Study design: Retrospective, observational study of acute sinusitis (AS) encounters for adult members of a large integrated delivery system from 2010 to 2013.
Methods: Bivariate and multivariate analyses evaluating the use of antibiotics, patient attributes, and provider characteristics associated with favorable patient satisfaction scores.
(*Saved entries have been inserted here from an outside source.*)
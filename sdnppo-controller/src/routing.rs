//! Moteur de routage : plus court chemin en nombre de sauts sur un snapshot
//! de topologie. Aucun cache, recalculé à chaque packet-in.

use crate::models::{Dpid, PortNo};
use crate::topology::Topology;
use petgraph::algo::dijkstra;
use petgraph::Direction;

/// Chemin `src -> dst` (inclus) ou vide si injoignable.
/// Distances en sauts (coût unitaire), puis remontée depuis `dst` : à chaque
/// pas, le prédécesseur retenu est le plus petit dpid à distance - 1.
pub fn shortest_path(topo: &Topology, src: Dpid, dst: Dpid) -> Vec<Dpid> {
    if src == dst {
        return vec![src];
    }
    if !topo.contains(src) || !topo.contains(dst) {
        return Vec::new();
    }

    let hops = dijkstra(topo.graph(), src, Some(dst), |_| 1usize);
    let Some(&total) = hops.get(&dst) else {
        return Vec::new();
    };

    let mut path = vec![dst];
    let mut cursor = dst;
    for remaining in (0..total).rev() {
        let prev = topo
            .graph()
            .neighbors_directed(cursor, Direction::Incoming)
            .filter(|p| hops.get(p) == Some(&remaining))
            .min();
        let Some(prev) = prev else {
            return Vec::new();
        };
        path.push(prev);
        cursor = prev;
    }
    path.reverse();
    path
}

/// Port de sortie sur `current` pour suivre `path`; le dernier switch sort
/// vers l'hôte sur `dst_port`.
pub fn next_hop_port(topo: &Topology, path: &[Dpid], current: Dpid, dst_port: PortNo) -> Option<PortNo> {
    let idx = path.iter().position(|&sw| sw == current)?;
    match path.get(idx + 1) {
        None => Some(dst_port),
        Some(&next) => topo.outgoing_port(current, next),
    }
}

#[cfg(test)]
mod tests {
    use super::*;
    use crate::models::LinkDesc;

    fn bidir(pairs: &[(Dpid, Dpid)]) -> Vec<LinkDesc> {
        pairs
            .iter()
            .enumerate()
            .map(|(i, &(a, b))| LinkDesc { src: a, src_port: i as PortNo + 1, dst: b, dst_port: i as PortNo + 101 })
            .collect()
    }

    fn is_valid_path(topo: &Topology, path: &[Dpid]) -> bool {
        path.windows(2).all(|w| topo.has_edge(w[0], w[1]))
    }

    #[test]
    fn same_switch_is_single_hop() {
        let empty = Topology::default();
        assert_eq!(shortest_path(&empty, 7, 7), vec![7]);
        let topo = Topology::from_parts(&[1, 2], &bidir(&[(1, 2)]));
        assert_eq!(shortest_path(&topo, 2, 2), vec![2]);
    }

    #[test]
    fn unreachable_is_empty() {
        let topo = Topology::from_parts(&[1, 2, 3], &bidir(&[(1, 2)]));
        assert!(shortest_path(&topo, 1, 3).is_empty());
        assert!(shortest_path(&topo, 1, 42).is_empty());
    }

    #[test]
    fn prefers_fewest_hops() {
        // 1-2-3-4 en ligne + raccourci 1-5-4
        let topo = Topology::from_parts(&[1, 2, 3, 4, 5], &bidir(&[(1, 2), (2, 3), (3, 4), (1, 5), (5, 4)]));
        let path = shortest_path(&topo, 1, 4);
        assert_eq!(path, vec![1, 5, 4]);
        assert!(is_valid_path(&topo, &path));
    }

    #[test]
    fn ties_break_on_lowest_dpid() {
        // leaf-spine : deux spines (10, 11) entre les leaves 1 et 2
        let topo = Topology::from_parts(&[1, 2, 10, 11], &bidir(&[(1, 11), (1, 10), (2, 11), (2, 10)]));
        assert_eq!(shortest_path(&topo, 1, 2), vec![1, 10, 2]);
        assert_eq!(shortest_path(&topo, 2, 1), vec![2, 10, 1]);
        // stable d'un appel à l'autre
        assert_eq!(shortest_path(&topo, 1, 2), shortest_path(&topo, 1, 2));
    }

    #[test]
    fn path_is_minimal_on_ring() {
        let ring: Vec<(Dpid, Dpid)> = (1..=6).map(|i| (i, i % 6 + 1)).collect();
        let topo = Topology::from_parts(&[1, 2, 3, 4, 5, 6], &bidir(&ring));
        for dst in 1..=6u64 {
            let path = shortest_path(&topo, 1, dst);
            let expected_hops = std::cmp::min(dst - 1, 7 - dst) as usize;
            assert_eq!(path.len(), expected_hops + 1, "dst {dst}");
            assert_eq!(path.first(), Some(&1));
            assert_eq!(path.last(), Some(&dst));
            assert!(is_valid_path(&topo, &path));
        }
    }

    #[test]
    fn next_hop_resolution() {
        let links = vec![LinkDesc { src: 1, src_port: 3, dst: 2, dst_port: 4 }];
        let topo = Topology::from_parts(&[1, 2], &links);
        let path = vec![1, 2];
        assert_eq!(next_hop_port(&topo, &path, 1, 9), Some(3));
        assert_eq!(next_hop_port(&topo, &path, 2, 9), Some(9));
        assert_eq!(next_hop_port(&topo, &path, 5, 9), None);
    }
}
Results: Among 5169 encounters for AS, 79.5% of encounters in which antibiotics were prescribed had favorable satisfaction scores versus 75.4% of encounters in which they were not. Independent predictors of favorable satisfaction scores included: receipt of antibiotics (adjusted odds ratio [aOR], 1.24; 95% CI, 1.00-1.55), 45 years or older (aOR, 1.45; 95% CI, 1.24-1.69), Elixhauser Comorbidity Index score 2 or greater (aOR, 1.21; 95% CI, 1.05-1.40), provider business partner status (aOR, 1.38; 95% CI, 1.20-1.58), and a bonded encounter between a patient and their assigned primary care physician (aOR, 2.06; 95% CI, 1.75-2.44).
Conclusions: Patient satisfaction scores are slightly lower when antibiotics are not prescribed for AS, but 75% of those encounters still received favorable satisfaction scores. Factors such as older patient age, more comorbidities, and an established patient-provider relationship had stronger associations with high patient satisfaction.